The role of the amygdala, and especially its central nucleus, in mechanisms of fear and anxiety has been supported in numerous studies (Davis 1992; Kopchia et al. 1992; Davis et al. 1994; Moller et al. 1997). Using ibotenic acid lesions, we recently demonstrated that cell bodies located in central amygdala are critically involved in the regulation of conflict behavior (Möller et al. 1997). The neurochemical nature of cell bodies involved in this regulation has not been established. Galanin binding has been observed within the central nucleus (Dutriez et al. 1996), and this structure contains the cell bodies of numerous output neurons of the amygdala complex (see Davis et al. 1994). Activation of galanin receptors under conditions of conflict may, thus, modulate the functional output of the amygdala complex to its effector targets.

The present results contrast with a previous report, in which intracerebroventricular administration of galanin produced a modest anxiolytic-like/anticonflict effect, with an inverted-U-shaped dose response curve (Bing et al. 1993). The anatomical localization through which that action of galanin was mediated is not known. It is, therefore, possible that intraventricular treatment affects galanin receptors unrelated to the amygdala complex. Alternatively, pre- and postsynaptic galanin receptors may be differentially activated with the two modes of administration, accounting for the differential effects observed.

In the elevated plus-maze, no effect of intra-amygdala administered galanin was found. It has been suggested that the plus-maze may reflect particular aspects of anxiety, which differ from those gauged by other animal models (Handley and McBlane 1993). Recently, however, we found evidence that differences observed between the elevated plus-maze and a conflict procedure are likely to be related to the markedly lower stress level of the former and that cell bodies located within central amygdala may contribute to the regulation of experimental anxiety only when activated by a stressor (Möller et al. 1997). Against this background, we note that activation of galanin receptors within the amygdala seems to have little intrinsic effect under the low-activation state of plus-maze testing, but seems to potently potentiate ongoing anxiogenic signaling under the markedly stressful condition of conflict testing.

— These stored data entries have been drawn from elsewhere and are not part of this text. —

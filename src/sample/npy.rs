// SPDX-FileCopyrightText: 2026 ArcheBase
//
// SPDX-License-Identifier: MulanPSL-2.0

//! NumPy `.npy` (format version 1.0) payloads for pixel planes.
//!
//! Layout: `\x93NUMPY`, version `1.0`, little-endian `u16` header length,
//! an ASCII dict header padded with spaces to a 64-byte boundary and ending
//! in `\n`, then C-order little-endian data.

use std::borrow::Cow;
use std::sync::OnceLock;

use byteorder::{ByteOrder, LittleEndian};
use ndarray::Array2;
use regex::Regex;

use super::Plane;
use crate::core::{Result, ToileError};

const MAGIC: &[u8] = b"\x93NUMPY";
const PRELUDE_LEN: usize = MAGIC.len() + 2 + 2;
const ALIGNMENT: usize = 64;

/// Encode a plane as an `.npy` byte buffer.
pub fn encode(plane: &Plane) -> Vec<u8> {
    let (rows, cols) = plane.dim();
    let mut header = format!(
        "{{'descr': '{}', 'fortran_order': False, 'shape': ({rows}, {cols}), }}",
        plane.dtype()
    );
    let unpadded = PRELUDE_LEN + header.len() + 1;
    let padding = (ALIGNMENT - unpadded % ALIGNMENT) % ALIGNMENT;
    header.extend(std::iter::repeat(' ').take(padding));
    header.push('\n');

    let data_start = PRELUDE_LEN + header.len();
    let mut out = vec![0u8; data_start + plane.byte_len()];
    out[..MAGIC.len()].copy_from_slice(MAGIC);
    out[MAGIC.len()] = 1;
    out[MAGIC.len() + 1] = 0;
    LittleEndian::write_u16(&mut out[MAGIC.len() + 2..PRELUDE_LEN], header.len() as u16);
    out[PRELUDE_LEN..data_start].copy_from_slice(header.as_bytes());

    let data = &mut out[data_start..];
    match plane {
        Plane::U8(a) => data.copy_from_slice(&c_order(a)),
        Plane::U16(a) => LittleEndian::write_u16_into(&c_order(a), data),
        Plane::F32(a) => LittleEndian::write_f32_into(&c_order(a), data),
    }
    out
}

/// Decode an `.npy` buffer written by [`encode`].
pub fn decode(bytes: &[u8]) -> Result<Plane> {
    if bytes.len() < PRELUDE_LEN || &bytes[..MAGIC.len()] != MAGIC {
        return Err(ToileError::encode("npy", "missing NumPy magic"));
    }
    if bytes[MAGIC.len()] != 1 {
        return Err(ToileError::encode(
            "npy",
            format!("unsupported format version {}", bytes[MAGIC.len()]),
        ));
    }
    let header_len = LittleEndian::read_u16(&bytes[MAGIC.len() + 2..PRELUDE_LEN]) as usize;
    let data_start = PRELUDE_LEN + header_len;
    if bytes.len() < data_start {
        return Err(ToileError::encode("npy", "truncated header"));
    }
    let header = std::str::from_utf8(&bytes[PRELUDE_LEN..data_start])
        .map_err(|e| ToileError::encode("npy", format!("header is not UTF-8: {e}")))?;

    let captures = header_regex()
        .captures(header)
        .ok_or_else(|| ToileError::encode("npy", format!("unrecognized header: {header}")))?;
    if &captures["order"] != "False" {
        return Err(ToileError::encode("npy", "Fortran-ordered arrays are not supported"));
    }
    let rows: usize = captures["rows"]
        .parse()
        .map_err(|_| ToileError::encode("npy", "invalid row count"))?;
    let cols: usize = captures["cols"]
        .parse()
        .map_err(|_| ToileError::encode("npy", "invalid column count"))?;

    let data = &bytes[data_start..];
    let count = rows
        .checked_mul(cols)
        .ok_or_else(|| ToileError::encode("npy", format!("shape ({rows}, {cols}) overflows")))?;
    let descr = &captures["descr"];
    let width = match descr {
        "|u1" => 1,
        "<u2" => 2,
        "<f4" => 4,
        other => return Err(ToileError::unsupported(format!("npy dtype {other}"))),
    };
    let expected = count
        .checked_mul(width)
        .ok_or_else(|| ToileError::encode("npy", format!("shape ({rows}, {cols}) overflows")))?;
    if data.len() != expected {
        return Err(ToileError::encode(
            "npy",
            format!("expected {expected} data bytes, found {}", data.len()),
        ));
    }

    let shape_err = |e: ndarray::ShapeError| ToileError::encode("npy", e.to_string());
    Ok(match descr {
        "|u1" => Plane::U8(Array2::from_shape_vec((rows, cols), data.to_vec()).map_err(shape_err)?),
        "<u2" => {
            let mut values = vec![0u16; count];
            LittleEndian::read_u16_into(data, &mut values);
            Plane::U16(Array2::from_shape_vec((rows, cols), values).map_err(shape_err)?)
        }
        _ => {
            let mut values = vec![0f32; count];
            LittleEndian::read_f32_into(data, &mut values);
            Plane::F32(Array2::from_shape_vec((rows, cols), values).map_err(shape_err)?)
        }
    })
}

fn c_order<T: Copy>(a: &Array2<T>) -> Cow<'_, [T]> {
    match a.as_slice() {
        Some(slice) => Cow::Borrowed(slice),
        None => Cow::Owned(a.iter().copied().collect()),
    }
}

fn header_regex() -> &'static Regex {
    static HEADER: OnceLock<Regex> = OnceLock::new();
    HEADER.get_or_init(|| {
        Regex::new(
            r"'descr':\s*'(?P<descr>[^']+)',\s*'fortran_order':\s*(?P<order>True|False),\s*'shape':\s*\((?P<rows>\d+),\s*(?P<cols>\d+)\)",
        )
        .expect("static npy header pattern")
    })
}

#[cfg(test)]
mod tests {
    use super::*;

    #[test]
    fn test_header_alignment() {
        let bytes = encode(&Plane::U16(Array2::zeros((3, 7))));
        let header_len = LittleEndian::read_u16(&bytes[8..10]) as usize;
        assert_eq!((PRELUDE_LEN + header_len) % ALIGNMENT, 0);
        assert_eq!(bytes[PRELUDE_LEN + header_len - 1], b'\n');
        assert_eq!(bytes.len(), PRELUDE_LEN + header_len + 3 * 7 * 2);
    }

    #[test]
    fn test_u16_values_little_endian() {
        let plane = Plane::U16(Array2::from_shape_vec((1, 2), vec![0x0102, 0xA0B0]).unwrap());
        let bytes = encode(&plane);
        let data = &bytes[bytes.len() - 4..];
        assert_eq!(data, &[0x02, 0x01, 0xB0, 0xA0]);
        assert_eq!(decode(&bytes).unwrap(), plane);
    }

    #[test]
    fn test_transposed_view_written_in_c_order() {
        let a = Array2::from_shape_vec((2, 3), vec![1u8, 2, 3, 4, 5, 6]).unwrap();
        let t = a.t().to_owned();
        let bytes = encode(&Plane::U8(t.clone()));
        assert_eq!(decode(&bytes).unwrap(), Plane::U8(t));
    }

    #[test]
    fn test_reject_garbage() {
        assert!(decode(b"not an array").is_err());
        let mut bytes = encode(&Plane::F32(Array2::zeros((2, 2))));
        bytes.truncate(bytes.len() - 1);
        assert!(decode(&bytes).is_err());
    }

    #[test]
    fn test_reject_overflowing_shape() {
        let header = format!(
            "{{'descr': '<u2', 'fortran_order': False, 'shape': ({}, 3), }}\n",
            usize::MAX
        );
        let mut bytes = MAGIC.to_vec();
        bytes.extend_from_slice(&[1, 0]);
        bytes.extend_from_slice(&(header.len() as u16).to_le_bytes());
        bytes.extend_from_slice(header.as_bytes());

        let err = decode(&bytes).unwrap_err();
        assert!(err.to_string().contains("overflows"), "{err}");
    }
}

Actions of galanin in other systems, such as learning and memory effects mediated through the hippocampus–septum pathway, have been shown to be related to galanin modulation of cholinergic transmission (Crawley 1996). Our present results suggest a similar, modulatory rather than direct mode of galanin action with respect to fear-related behaviors. The molecular nature of transmission modulated by galanin remains to be established.

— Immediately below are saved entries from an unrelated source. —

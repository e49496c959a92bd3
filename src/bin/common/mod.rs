// SPDX-FileCopyrightText: 2026 ArcheBase
//
// SPDX-License-Identifier: MulanPSL-2.0

//! Common utilities for CLI commands.

use std::io::IsTerminal as _;

pub use anyhow::Result as CliResult;
pub type Result<T = ()> = CliResult<T>;

/// Format a duration in nanoseconds to human-readable string.
pub fn format_duration(nanos: u64) -> String {
    let secs = nanos / 1_000_000_000;
    let millis = (nanos % 1_000_000_000) / 1_000_000;

    if secs >= 3600 {
        let hours = secs / 3600;
        let minutes = (secs % 3600) / 60;
        format!("{}h {}m", hours, minutes)
    } else if secs >= 60 {
        let minutes = secs / 60;
        let remaining_secs = secs % 60;
        format!("{}m {}s", minutes, remaining_secs)
    } else if secs > 0 {
        format!("{}.{:03}s", secs, millis)
    } else {
        format!("{}ms", millis)
    }
}

/// Format a byte count with a decimal unit.
pub fn format_bytes(bytes: u64) -> String {
    const UNITS: [&str; 4] = ["KB", "MB", "GB", "TB"];

    if bytes < 1000 {
        return format!("{bytes} B");
    }
    let mut value = bytes as f64;
    let mut unit = "B";
    for next in UNITS {
        if value < 1000.0 {
            break;
        }
        value /= 1000.0;
        unit = next;
    }
    format!("{value:.1} {unit}")
}

/// Progress bar wrapper for consistent progress reporting.
///
/// Hidden when stderr is not a terminal.
pub struct ProgressBar {
    inner: Option<indicatif::ProgressBar>,
}

impl ProgressBar {
    /// Create a new progress bar.
    pub fn new(total: u64, prefix: impl Into<String>) -> Self {
        let prefix = prefix.into();
        let inner = if std::io::stderr().is_terminal() {
            let pb = indicatif::ProgressBar::new(total);
            let style = indicatif::ProgressStyle::default_bar()
                .template("{prefix} [{elapsed_precise}] [{wide_bar:.cyan/blue}] {pos}/{len} {msg}")
                .unwrap_or_else(|_| indicatif::ProgressStyle::default_bar())
                .progress_chars("=>-");
            pb.set_style(style);
            pb.set_prefix(prefix);
            Some(pb)
        } else {
            None
        };

        Self { inner }
    }

    /// Advance by `delta`.
    pub fn inc(&self, delta: u64) {
        if let Some(pb) = &self.inner {
            pb.inc(delta);
        }
    }

    /// Set the trailing message.
    pub fn set_message(&self, msg: String) {
        if let Some(pb) = &self.inner {
            pb.set_message(msg);
        }
    }

    /// Finish the progress bar with a message.
    pub fn finish_with_message(&self, msg: String) {
        if let Some(pb) = &self.inner {
            pb.finish_with_message(msg);
        }
    }
}

#[cfg(test)]
mod tests {
    use super::*;

    #[test]
    fn test_format_duration() {
        assert_eq!(format_duration(500_000_000), "500ms");
        assert_eq!(format_duration(1_500_000_000), "1.500s");
        assert_eq!(format_duration(90_000_000_000), "1m 30s");
        assert_eq!(format_duration(3_600_000_000_000), "1h 0m");
    }

    #[test]
    fn test_format_bytes() {
        assert_eq!(format_bytes(0), "0 B");
        assert_eq!(format_bytes(999), "999 B");
        assert_eq!(format_bytes(1_500), "1.5 KB");
        assert_eq!(format_bytes(3_000_000_000), "3.0 GB");
    }
}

In summary, we conclude that activation of galanin receptors within the amygdala seems to dose-dependently potentiate neuronal signaling mediating fear-related behavior. Such a modulatory mode of action may prove advantageous if antagonism of galanin receptors is explored as a therapeutic principle in the treatment of pathological fear. If it becomes feasible to target amygdala galanin receptors selectively, such a strategy may offer the prospect of blocking fear-related signaling without interfering with normal neuronal activity.